But No 10 said that Mr Johnson will remain in “personal contact” with Ms von der Leyen over the crucial coming days as time runs out to avoid a damaging no-deal Brexit.
Major sticking points in the talks remain fisheries and Brussels’ demand for a level-playing field on standards to prevent the UK undercutting continental competitors.
Face-to-face talks between EU chief negotiator Michel Barnier and his UK counterpart Lord Frost will resume in London on Monday, with 53 days to go before Mr Johnson’s self-imposed deadline of 31 December to get an agreement or leave without a deal.

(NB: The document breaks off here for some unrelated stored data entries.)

//! Unit of work over one isolated working set.
//!
//! # Responsibility
//! - Load the working set from a store and stage persist/remove operations.
//! - Resolve cascades and integrity rules at commit, then apply the result
//!   atomically through the store.
//!
//! # Invariants
//! - A failed commit changes neither the store nor the working set: staged
//!   operations stay staged and no ids are assigned.
//! - After a successful commit every staged entity has an id, removed
//!   entities are gone from the graph and nothing is staged.
//!
//! # See also
//! - `crate::model::relation` for the cascade and restrict declarations.

mod plan;

use crate::error::{CatalogError, CatalogResult};
use crate::graph::EntityGraph;
use crate::model::{AnyKey, Entity, EntityId, Key};
use crate::store::CatalogStore;
use log::{error, info, warn};
use std::collections::BTreeSet;
use std::time::Instant;

/// Lifecycle state of one entity inside a unit of work.
#[derive(Debug, Clone, Copy, PartialEq, Eq)]
pub enum EntityState {
    /// Constructed but never staged; not written on commit.
    New,
    /// New and staged for insertion.
    StagedPersist,
    /// Loaded from or written to the store.
    Managed,
    /// Staged for removal.
    StagedRemove,
}

#[derive(Debug, Clone, Copy, Default, PartialEq, Eq)]
pub struct CommitSummary {
    pub inserted: usize,
    pub updated: usize,
    pub removed: usize,
}

#[derive(Debug, Default)]
pub struct UnitOfWork {
    graph: EntityGraph,
    staged_persist: BTreeSet<AnyKey>,
    staged_remove: BTreeSet<AnyKey>,
}

impl UnitOfWork {
    /// Starts with an empty working set.
    pub fn new() -> Self {
        Self::default()
    }

    /// Starts with the store's persisted graph as working set.
    pub fn begin<S: CatalogStore + ?Sized>(store: &S) -> CatalogResult<Self> {
        let graph = store.load()?;
        Ok(Self {
            graph,
            ..Self::default()
        })
    }

    pub fn graph(&self) -> &EntityGraph {
        &self.graph
    }

    /// Mutable graph access for relationship mutators and scalar edits.
    pub fn graph_mut(&mut self) -> &mut EntityGraph {
        &mut self.graph
    }

    /// Adds an entity to the working set without staging it.
    pub fn create<T: Entity>(&mut self, value: T) -> Key<T> {
        self.graph.insert(value)
    }

    /// Adds an entity and stages it for insertion.
    pub fn add<T: Entity>(&mut self, value: T) -> Key<T> {
        let key = self.create(value);
        self.persist(key);
        key
    }

    /// Stages an entity for insertion, or cancels a staged removal.
    ///
    /// Returns `false` when the key is absent or nothing changed.
    pub fn persist<T: Entity>(&mut self, key: Key<T>) -> bool {
        if !self.graph.contains(key) {
            return false;
        }
        let erased = key.erase();
        let unremoved = self.staged_remove.remove(&erased);
        let staged = self.graph.id(key).is_none() && self.staged_persist.insert(erased);
        unremoved || staged
    }

    /// Stages an entity for removal at commit.
    pub fn remove<T: Entity>(&mut self, key: Key<T>) -> bool {
        if !self.graph.contains(key) {
            return false;
        }
        let erased = key.erase();
        self.staged_persist.remove(&erased);
        self.staged_remove.insert(erased)
    }

    /// Resolves a persisted id or fails with `NotFound`.
    pub fn require<T: Entity>(&self, id: EntityId) -> CatalogResult<Key<T>> {
        self.graph
            .find::<T>(id)
            .filter(|key| !self.staged_remove.contains(&key.erase()))
            .ok_or_else(|| CatalogError::not_found(T::KIND, id))
    }

    pub fn state<T: Entity>(&self, key: Key<T>) -> Option<EntityState> {
        if !self.graph.contains(key) {
            return None;
        }
        let erased = key.erase();
        let state = if self.staged_remove.contains(&erased) {
            EntityState::StagedRemove
        } else if self.graph.id(key).is_some() {
            EntityState::Managed
        } else if self.staged_persist.contains(&erased) {
            EntityState::StagedPersist
        } else {
            EntityState::New
        };
        Some(state)
    }

    pub fn has_pending_changes(&self) -> bool {
        !self.staged_persist.is_empty()
            || !self.staged_remove.is_empty()
            || self.graph.has_changes()
    }

    /// Drops staged operations. Scalar and relationship edits already made
    /// in the graph are kept.
    pub fn clear_staged(&mut self) {
        self.staged_persist.clear();
        self.staged_remove.clear();
    }

    /// Resolves all pending work and applies it atomically through `store`.
    pub fn commit<S: CatalogStore + ?Sized>(
        &mut self,
        store: &mut S,
    ) -> CatalogResult<CommitSummary> {
        let started_at = Instant::now();

        let plan = match plan::plan_commit(&self.graph, &self.staged_persist, &self.staged_remove)
        {
            Ok(plan) => plan,
            Err(err) => {
                warn!(
                    "event=uow_commit module=uow status=rejected duration_ms={} error_code={}",
                    started_at.elapsed().as_millis(),
                    err.code()
                );
                return Err(err);
            }
        };

        let summary = CommitSummary {
            inserted: plan.changes.insert_count(),
            updated: plan.changes.update_count(),
            removed: plan.changes.deletes.len(),
        };

        if !plan.changes.is_empty() {
            let assigned = match store.apply(&plan.changes) {
                Ok(assigned) => assigned,
                Err(err) => {
                    let err = CatalogError::from(err);
                    error!(
                        "event=uow_commit module=uow status=error duration_ms={} error_code={} error={}",
                        started_at.elapsed().as_millis(),
                        err.code(),
                        err
                    );
                    return Err(err);
                }
            };
            for (key, id) in assigned.iter() {
                self.graph.assign_id_any(key, id);
            }
        }

        for key in &plan.removals {
            self.graph.purge(*key);
        }
        self.clear_staged();
        self.graph.clear_journal();

        info!(
            "event=uow_commit module=uow status=ok duration_ms={} inserted={} updated={} removed={}",
            started_at.elapsed().as_millis(),
            summary.inserted,
            summary.updated,
            summary.removed
        );
        Ok(summary)
    }

    pub fn into_graph(self) -> EntityGraph {
        self.graph
    }
}
//! Contract entity, owning side of the one-to-one link with `Author`.

use super::{Author, Entity, EntityKind, Key, ValidationError};
use crate::graph::{Arena, EntityGraph};
use chrono::{DateTime, Utc};

#[derive(Debug, Clone)]
pub struct Contract {
    date_signed: DateTime<Utc>,
    /// Fraction of sales, within `0.0..=1.0`.
    royalty_rate: f64,
    pub(crate) author: Option<Key<Author>>,
}

impl Contract {
    pub fn new(date_signed: DateTime<Utc>, royalty_rate: f64) -> Self {
        Self {
            date_signed,
            royalty_rate,
            author: None,
        }
    }

    pub fn date_signed(&self) -> DateTime<Utc> {
        self.date_signed
    }

    pub fn royalty_rate(&self) -> f64 {
        self.royalty_rate
    }

    pub fn author(&self) -> Option<Key<Author>> {
        self.author
    }

    pub fn set_date_signed(&mut self, value: DateTime<Utc>) {
        self.date_signed = value;
    }

    pub fn set_royalty_rate(&mut self, value: f64) {
        self.royalty_rate = value;
    }
}

impl Entity for Contract {
    const KIND: EntityKind = EntityKind::Contract;

    fn validate(&self) -> Result<(), ValidationError> {
        if !self.royalty_rate.is_finite() || !(0.0..=1.0).contains(&self.royalty_rate) {
            return Err(ValidationError::new(
                Self::KIND,
                "royalty_rate",
                "must be a fraction between 0 and 1",
            ));
        }
        Ok(())
    }

    fn label(&self) -> String {
        format!(
            "{:.2}% since {}",
            self.royalty_rate * 100.0,
            self.date_signed.date_naive()
        )
    }

    fn arena(graph: &EntityGraph) -> &Arena<Self> {
        &graph.contracts
    }

    fn arena_mut(graph: &mut EntityGraph) -> &mut Arena<Self> {
        &mut graph.contracts
    }
}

The UK has dismissed suggestions that Mr Johnson is keeping negotiations with Brussels on hold until the outcome of the US election is clear, amid speculation that victory for Joe Biden would effectively take the option of no-deal Brexit off the table.

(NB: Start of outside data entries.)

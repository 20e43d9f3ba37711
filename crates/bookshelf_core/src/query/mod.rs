//! Query handler dispatch.
//!
//! # Responsibility
//! - Route named read operations to custom handlers.
//! - Fall back to generic collection listing for everything else.
//!
//! # Invariants
//! - At most one handler is registered per operation name.
//! - Dispatch never fails: unmatched requests get the generic listing.

mod dispatch;
mod handlers;
mod reader;

pub use dispatch::{DispatchError, QueryDispatcher};
pub use handlers::{
    QueryHandler, SearchBooksByTitle, SearchGenresByTerm, GENRE_SEARCH_LIMIT,
    SEARCH_BOOKS_BY_TITLE, SEARCH_GENRES_BY_TERM,
};
pub use reader::CatalogReader;

use crate::api::{BookSummary, GenreSummary, ResourceSummary};
use crate::model::EntityKind;
use serde::Serialize;
use std::collections::BTreeMap;

/// One read request addressed at a resource collection.
#[derive(Debug, Clone, PartialEq, Eq)]
pub struct QueryRequest {
    resource: EntityKind,
    operation: Option<String>,
    args: BTreeMap<String, String>,
}

impl QueryRequest {
    /// Plain collection read with no named operation.
    pub fn collection(resource: EntityKind) -> Self {
        Self {
            resource,
            operation: None,
            args: BTreeMap::new(),
        }
    }

    pub fn operation(resource: EntityKind, name: impl Into<String>) -> Self {
        Self {
            resource,
            operation: Some(name.into()),
            args: BTreeMap::new(),
        }
    }

    pub fn with_arg(mut self, name: impl Into<String>, value: impl Into<String>) -> Self {
        self.args.insert(name.into(), value.into());
        self
    }

    pub fn resource(&self) -> EntityKind {
        self.resource
    }

    pub fn operation_name(&self) -> Option<&str> {
        self.operation.as_deref()
    }

    pub fn arg(&self, name: &str) -> Option<&str> {
        self.args.get(name).map(String::as_str)
    }
}

#[derive(Debug, Clone, PartialEq, Serialize)]
#[serde(tag = "type", content = "items", rename_all = "camelCase")]
pub enum QueryOutput {
    Books(Vec<BookSummary>),
    Genres(Vec<GenreSummary>),
    Collection(Vec<ResourceSummary>),
}

impl QueryOutput {
    pub fn len(&self) -> usize {
        match self {
            Self::Books(items) => items.len(),
            Self::Genres(items) => items.len(),
            Self::Collection(items) => items.len(),
        }
    }

    pub fn is_empty(&self) -> bool {
        self.len() == 0
    }
}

In a statement, Downing Street characterised the prime minister’s phone talks with Ms von der Leyen today as “a stock take on the progress in the negotiations”.
“The prime minister set out that, while some progress had been made in recent discussions, significant differences remain in a number of areas, including the so-called level playing field and fish,” said the statement.

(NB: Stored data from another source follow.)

//! Catalog error taxonomy.
//!
//! # Responsibility
//! - Give every failure surfaced by the domain layer one typed variant.
//! - Translate persistence failures into domain terms.
//!
//! # Invariants
//! - Store uniqueness violations surface as `Conflict`.
//! - Store foreign-key violations surface as `Integrity`.

use crate::model::{EntityId, EntityKind, ValidationError};
use crate::store::StoreError;
use thiserror::Error;

pub type CatalogResult<T> = Result<T, CatalogError>;

/// Relationship or lifecycle rule broken by a pending commit.
#[derive(Debug, Clone, PartialEq, Eq, Error)]
pub enum IntegrityViolation {
    #[error(
        "cannot remove {entity} {id:?}: still referenced by {count} {referenced_by} through `{field}`"
    )]
    RestrictedRemoval {
        entity: EntityKind,
        id: Option<EntityId>,
        referenced_by: EntityKind,
        field: &'static str,
        count: usize,
    },
    #[error("{from} references a new {to} through `{field}` that was never persisted")]
    UnstagedReference {
        from: EntityKind,
        to: EntityKind,
        field: &'static str,
    },
    #[error("user {user:?} cannot follow themselves")]
    SelfFollow { user: Option<EntityId> },
    #[error("foreign key violation: {0}")]
    ForeignKey(String),
}

#[derive(Debug, Error)]
pub enum CatalogError {
    #[error(transparent)]
    Validation(#[from] ValidationError),
    #[error("{entity}.{field} `{value}` already exists")]
    Conflict {
        entity: EntityKind,
        field: String,
        value: String,
    },
    #[error("integrity violation: {0}")]
    Integrity(#[from] IntegrityViolation),
    #[error("{entity} {id} not found")]
    NotFound { entity: EntityKind, id: EntityId },
    #[error("invalid credentials")]
    Unauthorized,
    #[error(transparent)]
    Store(StoreError),
}

impl CatalogError {
    pub fn not_found(entity: EntityKind, id: EntityId) -> Self {
        Self::NotFound { entity, id }
    }

    pub fn conflict(entity: EntityKind, field: impl Into<String>, value: impl Into<String>) -> Self {
        Self::Conflict {
            entity,
            field: field.into(),
            value: value.into(),
        }
    }

    /// Stable machine-readable code, used in log lines.
    pub fn code(&self) -> &'static str {
        match self {
            Self::Validation(_) => "validation",
            Self::Conflict { .. } => "conflict",
            Self::Integrity(_) => "integrity",
            Self::NotFound { .. } => "not_found",
            Self::Unauthorized => "unauthorized",
            Self::Store(_) => "store",
        }
    }
}

impl From<StoreError> for CatalogError {
    fn from(value: StoreError) -> Self {
        match value {
            StoreError::UniqueViolation {
                entity,
                field,
                value,
            } => Self::Conflict {
                entity,
                field,
                value,
            },
            StoreError::ForeignKeyViolation(detail) => {
                Self::Integrity(IntegrityViolation::ForeignKey(detail))
            }
            other => Self::Store(other),
        }
    }
}

impl From<crate::db::DbError> for CatalogError {
    fn from(value: crate::db::DbError) -> Self {
        Self::from(StoreError::from(value))
    }
}

#[cfg(test)]
mod tests {
    use super::{CatalogError, IntegrityViolation};
    use crate::model::EntityKind;
    use crate::store::StoreError;

    #[test]
    fn unique_store_failures_become_conflicts() {
        let err = CatalogError::from(StoreError::UniqueViolation {
            entity: EntityKind::Book,
            field: "isbn".to_string(),
            value: "9788408000013".to_string(),
        });
        assert!(matches!(
            err,
            CatalogError::Conflict { entity: EntityKind::Book, ref field, .. } if field == "isbn"
        ));
        assert_eq!(err.code(), "conflict");
    }

    #[test]
    fn foreign_key_store_failures_become_integrity_errors() {
        let err = CatalogError::from(StoreError::ForeignKeyViolation("book.author_id".into()));
        assert!(matches!(
            err,
            CatalogError::Integrity(IntegrityViolation::ForeignKey(_))
        ));
    }
}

“The prime minister and president agreed that their negotiating teams would continue talks in London next week, beginning on Monday, in order to redouble efforts to reach a deal. They agreed to remain in personal contact about the negotiations.”
Ms von der Leyen said in a tweet: “We took stock of the negotiations with UK Prime Minister Boris Johnson today.
“Some progress has been made, but large differences remain especially on level playing field and fisheries. Our teams will continue working hard next week. We will remain in close contact in the next days.”
Ireland’s Europe minister Thomas Byrne today said that confirmation of Mr Biden as the new US president could inject fresh momentum into talks on a UK/EU trade deal.
Mr Byrne said it was now “absolutely essential” for London to comply with its obligations to take measures to avoid a hard border in Northern Ireland to clear the way for a trade deal by the end of the year.
Failure to get a deal would create “huge difficulties” for both sides and be bad for jobs in the UK and EU, he said.
Mr Johnson claims that Britain would “thrive” economically in a no-deal Brexit – which he refers to as an “Australian-style arrangement” because Australia has no trade deal with the EU – despite Treasury analysis in 2018 which suggested it could knock 9 per cent off GDP over the next 15 years.
Without a trade deal, the UK would be forced to fall back on World Trade Organisation terms requiring tariffs on a wide range of goods, such as 10 per cent on the price of a car.
Mr Johnson suggested on Friday that it was for Brussels to make concessions to break the current deadlock, saying there was “a deal to be done” if the EU was ready to move.
Asked if the UK could get a deal in the next 10 days, he said: “I very much hope that we will, but obviously that depends on our friends and partners across the Channel. I think there is a deal to be done, if they want to do it.”